Что делать? Дума должна инициировать инспекцию всех мест содержания инвалидов и сирот. По всей России. Нужно проанализировать ситуацию в каждом из них. Нужно опросить самих сирот и инвалидов. Переориентировать бюджет и часть средств, выделяемых Минобороны, отправить на инвалидов и сирот. Помочь тем инвалидам, которые готовы участвовать в программах мини-интернатов. Но все эти программы должны проводиться с участием и под контролем неправительственных организаций. Мы знаем, что даже в Думе нашлось семь думающих людей, которые проголосовали против закона. Значит, надо обращаться к этим семи. Инвалиды тоже должны консолидироваться. Они должны поднимать свой голос. Пусть они тоже выходят к зданиям горадминистраций и требуют улучшения своей жизни.
«СП»: — Таня, но ведь сейчас в России даже одиночный пикет может быть приравнен к массовой акции… И участникам грозят штрафы.
— Боже мой… Как же тогда выходить из этой ситуации… Пусть тогда эти женщины из числа тех, кто проголосовал за закон, взяли бы на воспитание инвалида. Посмотрели бы, как они запели бы. Но они не возьмут…
Мы прошли через многие тяготы и многого натерпелись. Я оставила семью, работу и родину ради Олеси. Но если бы она осталась в России, мы бы никогда не смогли даже говорить с вами. В первую очередь, потому что ее бы уже не было. Как это предотвратить в отношении других детей?
«СП»: — А с 80-х годов, когда Олеся содержалась в интернате, что-нибудь изменилось в условиях жизни там?
— Олеся говорит, что абсолютно ничего. Может быть, есть показательные интернаты. Но, кроме интерната, есть другая проблема. Куда отправляют сироту или инвалида, когда ему исполняется 18 лет? В дом престарелых. Вместо помощи в учебе, устройстве жилья — сразу списывают к старикам.
«СП»: — Вы сказали, что в России Олеся не смогла бы получить образование. Расскажите, с чем вы столкнулись.
— Образованием в России занимаются чиновники Гороно. Когда подошло время поступать в школу, я пришла к ним и сказала, что хотела бы, чтобы моя дочь-инвалид училась. В общую школу она не могла пойти: ничего не приспособлено, ступеньки. Вроде бы, согласились на индивидуальное обучение. Собрали комиссию. Комиссия пришла к выводу, что Олеся не знает геометрии, не знает фигур. Какие фигуры, если о наличии интеллекта говорило то, что она знала азбуку. Но знание букв никто не проверял.
«СП»: — То есть у нее спрашивали, что такое параллелепипед, еще не дав поступить ей в первый класс?

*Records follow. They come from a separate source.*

//! Per-board legality: self-check filtering, castling, en passant,
//! promotion, check/checkmate/stalemate classification, and move
//! application.
//!
//! Legality is decided by simulating the candidate move on a by-value
//! copy of the board and asking [`movegen::attacks_square`] whether the
//! mover's king ends up attacked.

use serde::{Deserialize, Serialize};

use crate::board::{Board, Square};
use crate::error::MoveError;
use crate::movegen::{self, attacks_square, pseudo_legal_moves};
use crate::piece::{Color, Piece, PieceKind};

/// What one board reports about a side after classification.
#[derive(Debug, Clone, Copy, PartialEq, Eq)]
pub enum BoardStatus {
    Active,
    Checkmate,
    Stalemate,
}

/// Which way a king castles.
#[derive(Debug, Clone, Copy, PartialEq, Eq, Serialize, Deserialize)]
#[serde(rename_all = "lowercase")]
pub enum CastleSide {
    Kingside,
    Queenside,
}

/// A move as the engine sees it: origin, destination, and the promotion
/// choice when the move pushes a pawn to the last rank. Castling and en
/// passant are recognized from the board state, never from client flags.
#[derive(Debug, Clone, Copy, PartialEq, Eq)]
pub struct Move {
    pub from: Square,
    pub to: Square,
    pub promotion: Option<PieceKind>,
}

impl Move {
    pub fn new(from: Square, to: Square) -> Self {
        Self {
            from,
            to,
            promotion: None,
        }
    }

    pub fn promoting(from: Square, to: Square, kind: PieceKind) -> Self {
        Self {
            from,
            to,
            promotion: Some(kind),
        }
    }
}

/// What actually happened when a move was applied.
#[derive(Debug, Clone, Copy, PartialEq, Eq, Default)]
pub struct MoveEffects {
    /// The piece removed from play, if any (en passant included).
    pub captured: Option<Piece>,
    pub castled: Option<CastleSide>,
    pub en_passant: bool,
    pub promoted: Option<PieceKind>,
}

/// Returns `true` when `side`'s king is attacked.
pub fn is_in_check(board: &Board, side: Color) -> bool {
    match board.find_king(side) {
        Some(king) => attacks_square(board, king, side.opponent()),
        None => false,
    }
}

/// All legal destinations for the piece at `from`, playing as `side`:
/// pseudo-legal moves that don't leave the king attacked, plus castling.
pub fn legal_moves(board: &Board, from: Square, side: Color) -> Vec<Square> {
    let Some(piece) = board.piece_at(from) else {
        return Vec::new();
    };
    if piece.color != side {
        return Vec::new();
    }

    let mut moves: Vec<Square> = pseudo_legal_moves(board, from)
        .into_iter()
        .filter(|&to| !simulate(board, from, to).map_or(true, |b| is_in_check(&b, side)))
        .collect();

    if piece.kind == PieceKind::King {
        moves.extend(castling_targets(board, from, side));
    }
    moves
}

/// Returns `true` when `side` has at least one legal move anywhere.
pub fn has_any_legal_move(board: &Board, side: Color) -> bool {
    let squares: Vec<Square> = board.pieces(side).map(|(sq, _)| sq).collect();
    squares
        .into_iter()
        .any(|from| !legal_moves(board, from, side).is_empty())
}

/// Classifies `side`'s situation on this board.
pub fn classify(board: &Board, side: Color) -> BoardStatus {
    if has_any_legal_move(board, side) {
        BoardStatus::Active
    } else if is_in_check(board, side) {
        BoardStatus::Checkmate
    } else {
        BoardStatus::Stalemate
    }
}

/// Applies `mv` for `side`, returning the new board and what happened.
///
/// The input board is untouched; rejection leaves no trace. Errors carry
/// the most specific reason we can diagnose so clients get a usable
/// `move_error`.
pub fn apply_move(
    board: &Board,
    side: Color,
    mv: &Move,
) -> Result<(Board, MoveEffects), MoveError> {
    let piece = match board.piece_at(mv.from) {
        Some(p) if p.color == side => p,
        _ => return Err(MoveError::NoSuchPiece),
    };

    if !legal_moves(board, mv.from, side).contains(&mv.to) {
        return Err(rejection_reason(board, side, mv));
    }

    let mut next = *board;
    let mut effects = MoveEffects::default();

    let castled = piece.kind == PieceKind::King
        && mv.from.col() == 4
        && mv.to.row() == mv.from.row()
        && mv.from.col().abs_diff(mv.to.col()) == 2;

    let en_passant = piece.kind == PieceKind::Pawn
        && mv.from.col() != mv.to.col()
        && board.is_empty(mv.to)
        && board.en_passant_target == Some(mv.to);

    // Remove whatever is captured before the mover lands.
    if en_passant {
        // The captured pawn stands one rank behind the destination from
        // the capturer's perspective.
        let standing = mv
            .to
            .offset(-movegen::pawn_direction(side), 0)
            .expect("en passant capture square is on the board");
        effects.captured = next.take(standing);
        effects.en_passant = true;
    } else {
        effects.captured = next.take(mv.to);
    }

    // Move the piece, promoting if it reaches the last rank.
    let mut moved = piece;
    if piece.kind == PieceKind::Pawn && mv.to.row() == movegen::promotion_row(side) {
        let choice = mv.promotion.ok_or(MoveError::PromotionRequired)?;
        if !choice.is_promotion_choice() {
            return Err(MoveError::PromotionRequired);
        }
        moved.promote_to(choice);
        effects.promoted = Some(choice);
    }
    next.take(mv.from);
    next.set(mv.to, Some(moved));

    // Castling: the rook jumps to the square the king crossed.
    if castled {
        let row = mv.from.row();
        let (rook_from, rook_to, side_kind) = if mv.to.col() == 6 {
            (Square::at(row, 7), Square::at(row, 5), CastleSide::Kingside)
        } else {
            (Square::at(row, 0), Square::at(row, 3), CastleSide::Queenside)
        };
        let rook = next.take(rook_from);
        next.set(rook_to, rook);
        effects.castled = Some(side_kind);
    }

    update_castling_rights(&mut next, side, piece, mv, effects.captured);

    // The en-passant window is single-ply: set only on a double push,
    // cleared by every other move.
    next.en_passant_target = if piece.kind == PieceKind::Pawn
        && mv.from.row().abs_diff(mv.to.row()) == 2
    {
        mv.from.offset(movegen::pawn_direction(side), 0)
    } else {
        None
    };

    Ok((next, effects))
}

/// Simulates moving `from` → `to` without validation, handling the
/// en-passant removal so check detection sees the true resulting board.
fn simulate(board: &Board, from: Square, to: Square) -> Option<Board> {
    let piece = board.piece_at(from)?;
    let mut next = *board;
    if piece.kind == PieceKind::Pawn
        && from.col() != to.col()
        && board.is_empty(to)
        && board.en_passant_target == Some(to)
    {
        let standing = to.offset(-movegen::pawn_direction(piece.color), 0)?;
        next.take(standing);
    }
    next.take(from);
    next.set(to, Some(piece));
    Some(next)
}

/// Castling destinations for the king at `from`, honoring every gate:
/// surviving rights, rook in place, empty path, and no attacked square
/// under, through, or onto.
fn castling_targets(board: &Board, from: Square, side: Color) -> Vec<Square> {
    let home_row = match side {
        Color::White => 7,
        Color::Black => 0,
    };
    if from != Square::at(home_row, 4) || is_in_check(board, side) {
        return Vec::new();
    }

    let rights = *board.castling.side(side);
    let enemy = side.opponent();
    let mut targets = Vec::new();

    let rook_ok = |col: u8| {
        board
            .piece_at(Square::at(home_row, col))
            .is_some_and(|p| p.kind == PieceKind::Rook && p.color == side)
    };

    if rights.king_side
        && rook_ok(7)
        && [5u8, 6].iter().all(|&c| board.is_empty(Square::at(home_row, c)))
        && [5u8, 6]
            .iter()
            .all(|&c| !attacks_square(board, Square::at(home_row, c), enemy))
    {
        targets.push(Square::at(home_row, 6));
    }

    if rights.queen_side
        && rook_ok(0)
        && [1u8, 2, 3]
            .iter()
            .all(|&c| board.is_empty(Square::at(home_row, c)))
        && [2u8, 3]
            .iter()
            .all(|&c| !attacks_square(board, Square::at(home_row, c), enemy))
    {
        targets.push(Square::at(home_row, 2));
    }

    targets
}

/// Clears castling rights for kings and rooks that moved, and for rooks
/// captured on their home corners.
fn update_castling_rights(
    board: &mut Board,
    side: Color,
    piece: Piece,
    mv: &Move,
    captured: Option<Piece>,
) {
    match piece.kind {
        PieceKind::King => board.castling.clear(side),
        PieceKind::Rook => {
            let home_row = match side {
                Color::White => 7,
                Color::Black => 0,
            };
            if mv.from == Square::at(home_row, 0) {
                board.castling.side_mut(side).queen_side = false;
            }
            if mv.from == Square::at(home_row, 7) {
                board.castling.side_mut(side).king_side = false;
            }
        }
        _ => {}
    }

    if let Some(taken) = captured {
        if taken.kind == PieceKind::Rook {
            let their_row = match taken.color {
                Color::White => 7,
                Color::Black => 0,
            };
            if mv.to == Square::at(their_row, 0) {
                board.castling.side_mut(taken.color).queen_side = false;
            }
            if mv.to == Square::at(their_row, 7) {
                board.castling.side_mut(taken.color).king_side = false;
            }
        }
    }
}

/// Diagnoses why `mv` is not legal, preferring the most specific reason.
fn rejection_reason(board: &Board, side: Color, mv: &Move) -> MoveError {
    match board.piece_at(mv.to) {
        Some(target) if target.color == side => return MoveError::DestinationBlocked,
        _ => {}
    }
    if !pseudo_legal_moves(board, mv.from).contains(&mv.to) {
        // Covers blocked rays, castling without rights or through pieces,
        // and plain impossible piece movement.
        return MoveError::PathBlocked;
    }
    match simulate(board, mv.from, mv.to) {
        Some(after) if is_in_check(&after, side) => MoveError::MovesIntoCheck,
        _ => MoveError::PathBlocked,
    }
}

— Одна из учительниц сама сказала: «А зачем ей это все надо? Пусть она и так живет». Все-таки, постановили, что Олеся будет на индивидуальном обучении. Но учительница походила к нам месяц. Потом заявила, что денег не выделили на индивидуальное обучение. Все закончилось. Олесю я учила сама.
То есть инвалиды должны оставаться неграмотными. Об университетах вообще не идет речь. Зачем России образованные инвалиды… Они слишком много будут требовать. Безграмотными легче управлять. Куда ни кинь — всюду клин. Ох, Россия… Богатая Россия… Только на что и для кого…
Олеся закончила нашу беседу призывом: «Призываю молодежь старше 16 лет и взрослых к активной форме протеста. Но самое главное — старайтесь во что бы то ни стало привлечь внимание СМИ к вашей акции. Форма может быть очень разной… от сбора делегации от каждого интерната и отправка ее на прием к Путину, до простого, но ОБЩЕГО МЫЧАНИЯ! Этого никто никому не может запретить. Представьте себе, весь интернат мычит, по 10, 15 и больше часов мычит, персонал и дирекция сходят с ума, а вы всё мычите. Может, журналисты спросят, почему. И тогда вы выдвигаете требования: отмена запрета усыновлений, улучшение условий и так далее. Или придумайте другую форму протеста. Главное, чтобы вы действовали не маленькими группками, а всем интернатом».